__YOUR OBJECTIVE__
Look at the entries below and restate word for word the lines from the first through the one that has "the stored state.".

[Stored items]
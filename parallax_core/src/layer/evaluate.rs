// Copyright 2026 the Parallax Authors
// SPDX-License-Identifier: Apache-2.0 OR MIT

//! Store evaluation and change tracking.
//!
//! Evaluation follows a drain-recompute pattern:
//!
//! 1. **GEOMETRY** / **CONFIG** — Drain the layers whose inputs changed.
//! 2. **Progress** — Recompute from the snapshot if it changed since the last
//!    evaluation; otherwise reuse the stored state.
//! 3. **Offsets** — If progress is active, re-resolve every layer (new
//!    snapshot) or only the drained layers (layer inputs changed). Layers
//!    whose offset actually differs are marked on the **OFFSET** channel.
//!    If progress is inactive, no offset is touched.
//! 4. **OFFSET** — Drain into [`FrameChanges`], alongside the layers created
//!    and destroyed since the previous evaluation.
//!
//! [`FrameChanges`] uses raw slot indices (`u32`) rather than [`LayerId`]
//! handles so that presenters can read offsets via
//! [`offset_at`](super::ParallaxStore::offset_at) without generation checks.
//!
//! [`LayerId`]: super::LayerId

use alloc::vec::Vec;

use super::store::ParallaxStore;
use crate::dirty;
use crate::offset::compute_offset;
use crate::progress::{ProgressState, compute_progress};
use crate::trace::{EvaluateSummary, LayerOffsetEvent, ProgressEvent, Tracer};

/// The set of changes produced by a single [`ParallaxStore::evaluate`] call.
#[derive(Clone, Debug, Default)]
pub struct FrameChanges {
    /// Progress state after this evaluation.
    pub progress: ProgressState,
    /// Layers whose offset changed and must be re-applied.
    pub offsets: Vec<u32>,
    /// Layers added since the last evaluate.
    pub added: Vec<u32>,
    /// Layers removed since the last evaluate.
    pub removed: Vec<u32>,
}

impl FrameChanges {
    /// Clears all change lists.
    pub fn clear(&mut self) {
        self.progress = ProgressState::default();
        self.offsets.clear();
        self.added.clear();
        self.removed.clear();
    }

    /// Returns `true` if nothing needs to be presented.
    #[must_use]
    pub fn is_empty(&self) -> bool {
        self.offsets.is_empty() && self.added.is_empty() && self.removed.is_empty()
    }
}

impl ParallaxStore {
    /// Evaluates the store, resolving progress and any stale offsets, and
    /// returns the set of changes.
    pub fn evaluate(&mut self) -> FrameChanges {
        let mut changes = FrameChanges::default();
        self.evaluate_into(&mut changes);
        changes
    }

    /// Like [`evaluate`](Self::evaluate), but reuses a caller-provided buffer
    /// to avoid allocation.
    pub fn evaluate_into(&mut self, changes: &mut FrameChanges) {
        self.evaluate_with(changes, &mut Tracer::none());
    }

    /// Like [`evaluate`](Self::evaluate), emitting trace events to `tracer`.
    pub fn evaluate_traced(&mut self, tracer: &mut Tracer<'_>) -> FrameChanges {
        let mut changes = FrameChanges::default();
        self.evaluate_with(&mut changes, tracer);
        changes
    }

    fn evaluate_with(&mut self, changes: &mut FrameChanges, tracer: &mut Tracer<'_>) {
        changes.clear();
        self.evaluations += 1;
        let evaluation = self.evaluations;

        // Drain input channels up front; they are consumed even while
        // inactive, since a later activation always comes with a new snapshot.
        let mut stale: Vec<u32> = self
            .dirty
            .drain(dirty::GEOMETRY)
            .deterministic()
            .run()
            .collect();
        stale.extend(self.dirty.drain(dirty::CONFIG).deterministic().run());

        let recomputed = self.snapshot_dirty;
        if recomputed {
            self.progress = compute_progress(&self.snapshot);
            self.snapshot_dirty = false;
        }
        changes.progress = self.progress;
        tracer.progress(&ProgressEvent {
            evaluation,
            scroll_top: self.snapshot.scroll_top(),
            recomputed,
            state: self.progress,
        });

        let mut layers_resolved = 0_u32;
        if let Some(progress) = self.progress.progress() {
            let targets: Vec<u32> = if recomputed {
                self.layers().map(|id| id.idx).collect()
            } else {
                stale.sort_unstable();
                stale.dedup();
                stale.retain(|idx| *idx < self.len && !self.free_list.contains(idx));
                stale
            };

            let container_height = self.snapshot.container_height;
            for idx in targets {
                let slot = idx as usize;
                let resolved =
                    compute_offset(progress, &self.config[slot], self.geometry[slot], container_height);
                layers_resolved += 1;
                let previous = self.offset[slot];
                if resolved != previous {
                    self.offset[slot] = resolved;
                    self.dirty.mark(idx, dirty::OFFSET);
                    tracer.layer_offset(&LayerOffsetEvent {
                        evaluation,
                        layer_index: idx,
                        previous,
                        offset: resolved,
                    });
                }
            }
        }

        changes.offsets = self
            .dirty
            .drain(dirty::OFFSET)
            .deterministic()
            .run()
            .collect();

        // Move lifecycle lists.
        core::mem::swap(&mut self.pending_added, &mut changes.added);
        core::mem::swap(&mut self.pending_removed, &mut changes.removed);

        tracer.evaluate_summary(&EvaluateSummary {
            evaluation,
            state: self.progress,
            layers_resolved,
            offsets_changed: count(&changes.offsets),
            added: count(&changes.added),
            removed: count(&changes.removed),
        });
    }
}

fn count(indices: &[u32]) -> u32 {
    u32::try_from(indices.len()).unwrap_or(u32::MAX)
}

#[cfg(test)]
mod tests {
    use kurbo::Vec2;

    use super::*;
    use crate::config::{ContainerConfig, Direction, Distance, LayerConfig};
    use crate::geometry::{GeometrySnapshot, LayerGeometry};
    use crate::progress::InactiveReason;

    /// Container at 1000..1400 in an 800px viewport.
    fn snapshot(scroll_top: f64) -> GeometrySnapshot {
        GeometrySnapshot::new(scroll_top, 800.0, 1000.0, 400.0)
    }

    fn pixels(px: f64, direction: Direction) -> LayerConfig {
        LayerConfig::new(Distance::pixels(px).unwrap(), direction)
    }

    #[test]
    fn evaluate_resolves_offsets_while_active() {
        let mut store = ParallaxStore::new(ContainerConfig::threshold(0.0));
        let down = store.create_layer(pixels(-200.0, Direction::Down));
        let right = store.create_layer(pixels(80.0, Direction::Right));

        // scrolled = 100 of 400 -> 25%.
        store.set_snapshot(snapshot(1100.0));
        let changes = store.evaluate();

        assert!(changes.progress.is_active());
        assert_eq!(store.offset(down), Vec2::new(0.0, -50.0));
        assert_eq!(store.offset(right), Vec2::new(20.0, 0.0));
        assert_eq!(changes.offsets, &[down.idx, right.idx]);
        assert_eq!(changes.added, &[down.idx, right.idx]);
    }

    #[test]
    fn percentage_layer_uses_measured_height() {
        let mut store = ParallaxStore::new(ContainerConfig::threshold(0.0));
        let id = store.create_layer(LayerConfig::new(Distance::percent(50.0).unwrap(), Direction::Up));
        store.set_layer_geometry(id, LayerGeometry::new(1000.0));

        // scrolled = 200 of 400 -> 50%.
        store.set_snapshot(snapshot(1200.0));
        let _ = store.evaluate();
        assert_eq!(store.offset(id), Vec2::new(0.0, -150.0));
    }

    #[test]
    fn inactive_leaves_offsets_untouched() {
        let mut store = ParallaxStore::new(ContainerConfig::threshold(0.0));
        let id = store.create_layer(pixels(100.0, Direction::Down));

        store.set_snapshot(snapshot(1200.0));
        let _ = store.evaluate();
        assert_eq!(store.offset(id), Vec2::new(0.0, 50.0));

        // Scroll back above the container: below threshold.
        store.set_snapshot(snapshot(900.0));
        let changes = store.evaluate();
        assert_eq!(
            changes.progress,
            ProgressState::Inactive(InactiveReason::BelowThreshold)
        );
        assert!(changes.offsets.is_empty());
        assert_eq!(store.offset(id), Vec2::new(0.0, 50.0), "offset frozen");

        // Scroll far past: out of view, still frozen.
        store.set_snapshot(snapshot(5000.0));
        let changes = store.evaluate();
        assert_eq!(
            changes.progress,
            ProgressState::Inactive(InactiveReason::OutOfView)
        );
        assert_eq!(store.offset(id), Vec2::new(0.0, 50.0), "offset frozen");
    }

    #[test]
    fn geometry_change_while_inactive_is_not_applied() {
        let mut store = ParallaxStore::new(ContainerConfig::threshold(0.0));
        let id = store.create_layer(LayerConfig::default());
        store.set_snapshot(snapshot(0.0));
        let _ = store.evaluate();

        store.set_layer_geometry(id, LayerGeometry::new(2000.0));
        let changes = store.evaluate();
        assert!(changes.offsets.is_empty());
        assert_eq!(store.offset(id), Vec2::ZERO);
    }

    #[test]
    fn layer_change_while_active_resolves_only_that_layer() {
        let mut store = ParallaxStore::new(ContainerConfig::threshold(0.0));
        let a = store.create_layer(pixels(100.0, Direction::Down));
        let b = store.create_layer(pixels(100.0, Direction::Down));
        store.set_snapshot(snapshot(1200.0));
        let _ = store.evaluate();

        store.set_layer_config(b, pixels(100.0, Direction::Left));
        let changes = store.evaluate();
        assert_eq!(changes.offsets, &[b.idx]);
        assert_eq!(store.offset(a), Vec2::new(0.0, 50.0));
        assert_eq!(store.offset(b), Vec2::new(-50.0, 0.0));
    }

    #[test]
    fn repeated_evaluate_is_idempotent() {
        let mut store = ParallaxStore::new(ContainerConfig::viewport());
        let id = store.create_layer(pixels(300.0, Direction::Up));
        store.set_snapshot(snapshot(1100.0));
        let first = store.evaluate();
        let offset = store.offset(id);

        // Same snapshot again: nothing to present, identical state.
        store.set_snapshot(snapshot(1100.0));
        let second = store.evaluate();
        assert_eq!(first.progress, second.progress);
        assert!(second.is_empty());
        assert_eq!(store.offset(id), offset);
    }

    #[test]
    fn viewport_mode_store() {
        let mut store = ParallaxStore::new(ContainerConfig::viewport());
        let id = store.create_layer(pixels(120.0, Direction::Down));
        // scrolled = 900 of 1200 -> 75%.
        store.set_snapshot(snapshot(1100.0));
        let _ = store.evaluate();
        assert_eq!(store.offset(id), Vec2::new(0.0, 90.0));
    }

    #[test]
    fn container_config_change_re_resolves() {
        let mut store = ParallaxStore::new(ContainerConfig::viewport());
        let id = store.create_layer(pixels(100.0, Direction::Down));
        store.set_snapshot(snapshot(1100.0));
        let _ = store.evaluate();
        assert_eq!(store.offset(id), Vec2::new(0.0, 75.0));

        store.set_container_config(ContainerConfig::threshold(0.0));
        let changes = store.evaluate();
        assert_eq!(changes.offsets, &[id.idx]);
        assert_eq!(store.offset(id), Vec2::new(0.0, 25.0));
    }

    #[test]
    fn added_and_removed_lifecycle() {
        let mut store = ParallaxStore::default();
        let id = store.create_layer(LayerConfig::default());

        let changes = store.evaluate();
        assert!(changes.added.contains(&id.idx));
        assert!(changes.removed.is_empty());

        let changes = store.evaluate();
        assert!(changes.added.is_empty());
        assert!(changes.removed.is_empty());

        store.destroy_layer(id);
        let changes = store.evaluate();
        assert!(changes.removed.contains(&id.idx));
        assert!(changes.added.is_empty());
    }

    #[test]
    fn layer_created_and_destroyed_in_one_cycle() {
        let mut store = ParallaxStore::new(ContainerConfig::threshold(0.0));
        store.set_snapshot(snapshot(1200.0));
        let id = store.create_layer(pixels(100.0, Direction::Down));
        store.destroy_layer(id);

        let changes = store.evaluate();
        assert_eq!(changes.added, &[id.idx]);
        assert_eq!(changes.removed, &[id.idx]);
        assert!(changes.offsets.is_empty());

        assert!(store.evaluate().is_empty());
    }

    #[test]
    fn identical_config_is_not_re_reported() {
        let mut store = ParallaxStore::new(ContainerConfig::threshold(0.0));
        let config = LayerConfig::parse(Some("-200"), Some("down")).unwrap();
        let id = store.create_layer(config);
        store.set_snapshot(snapshot(1100.0));
        let _ = store.evaluate();
        assert_eq!(store.offset(id), Vec2::new(0.0, -50.0));

        for _ in 0..3 {
            store.set_layer_config(id, config);
            store.set_snapshot(snapshot(1100.0));
            assert!(store.evaluate().is_empty());
        }
    }

    #[test]
    fn destroyed_layer_is_not_resolved() {
        let mut store = ParallaxStore::new(ContainerConfig::threshold(0.0));
        let keep = store.create_layer(pixels(100.0, Direction::Down));
        let gone = store.create_layer(pixels(100.0, Direction::Down));
        store.set_snapshot(snapshot(1200.0));
        store.destroy_layer(gone);

        let changes = store.evaluate();
        assert_eq!(changes.offsets, &[keep.idx]);
    }

    #[test]
    fn evaluate_into_reuses_buffer() {
        let mut store = ParallaxStore::new(ContainerConfig::threshold(0.0));
        let a = store.create_layer(pixels(100.0, Direction::Down));
        let b = store.create_layer(pixels(100.0, Direction::Down));
        store.set_snapshot(snapshot(1100.0));

        let mut changes = FrameChanges::default();
        store.evaluate_into(&mut changes);
        assert_eq!(changes.added.len(), 2);

        store.set_layer_config(a, pixels(40.0, Direction::Down));
        store.evaluate_into(&mut changes);

        assert!(changes.added.is_empty(), "added should be cleared");
        assert!(
            changes.offsets.contains(&a.idx),
            "offset change should be present"
        );
        assert!(
            !changes.offsets.contains(&b.idx),
            "unchanged layer should not appear"
        );
    }

    #[test]
    fn evaluations_are_counted() {
        let mut store = ParallaxStore::default();
        let _ = store.evaluate();
        let _ = store.evaluate_traced(&mut Tracer::none());
        assert_eq!(store.evaluations(), 2);
    }

    #[cfg(feature = "trace")]
    #[test]
    fn traced_evaluate_reports_changed_layers() {
        use crate::trace::TraceSink;

        #[derive(Default)]
        struct Recording {
            offsets: Vec<u32>,
            summaries: Vec<(u32, u32)>,
        }
        impl TraceSink for Recording {
            fn on_layer_offset(&mut self, e: &LayerOffsetEvent) {
                self.offsets.push(e.layer_index);
            }
            fn on_evaluate_summary(&mut self, s: &EvaluateSummary) {
                self.summaries.push((s.layers_resolved, s.offsets_changed));
            }
        }

        let mut store = ParallaxStore::new(ContainerConfig::threshold(0.0));
        let id = store.create_layer(pixels(100.0, Direction::Down));
        store.set_snapshot(snapshot(1100.0));

        let mut sink = Recording::default();
        let mut tracer = Tracer::new(&mut sink);
        let _ = store.evaluate_traced(&mut tracer);
        drop(tracer);

        assert_eq!(sink.offsets, &[id.idx]);
        assert_eq!(sink.summaries, &[(1, 1)]);
    }
}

__RESULT OF THIS EXERCISE__
filename parallax_core/src/layer/evaluate.rs
// Copyright 2026 the Parallax Authors
// SPDX-License-Identifier: Apache-2.0 OR MIT

//! Store evaluation and change tracking.
//!
//! Evaluation follows a drain-recompute pattern:
//!
//! 1. **GEOMETRY** / **CONFIG** — Drain the layers whose inputs changed.
//! 2. **Progress** — Recompute from the snapshot if it changed since the last
//!    evaluation; otherwise reuse the stored state.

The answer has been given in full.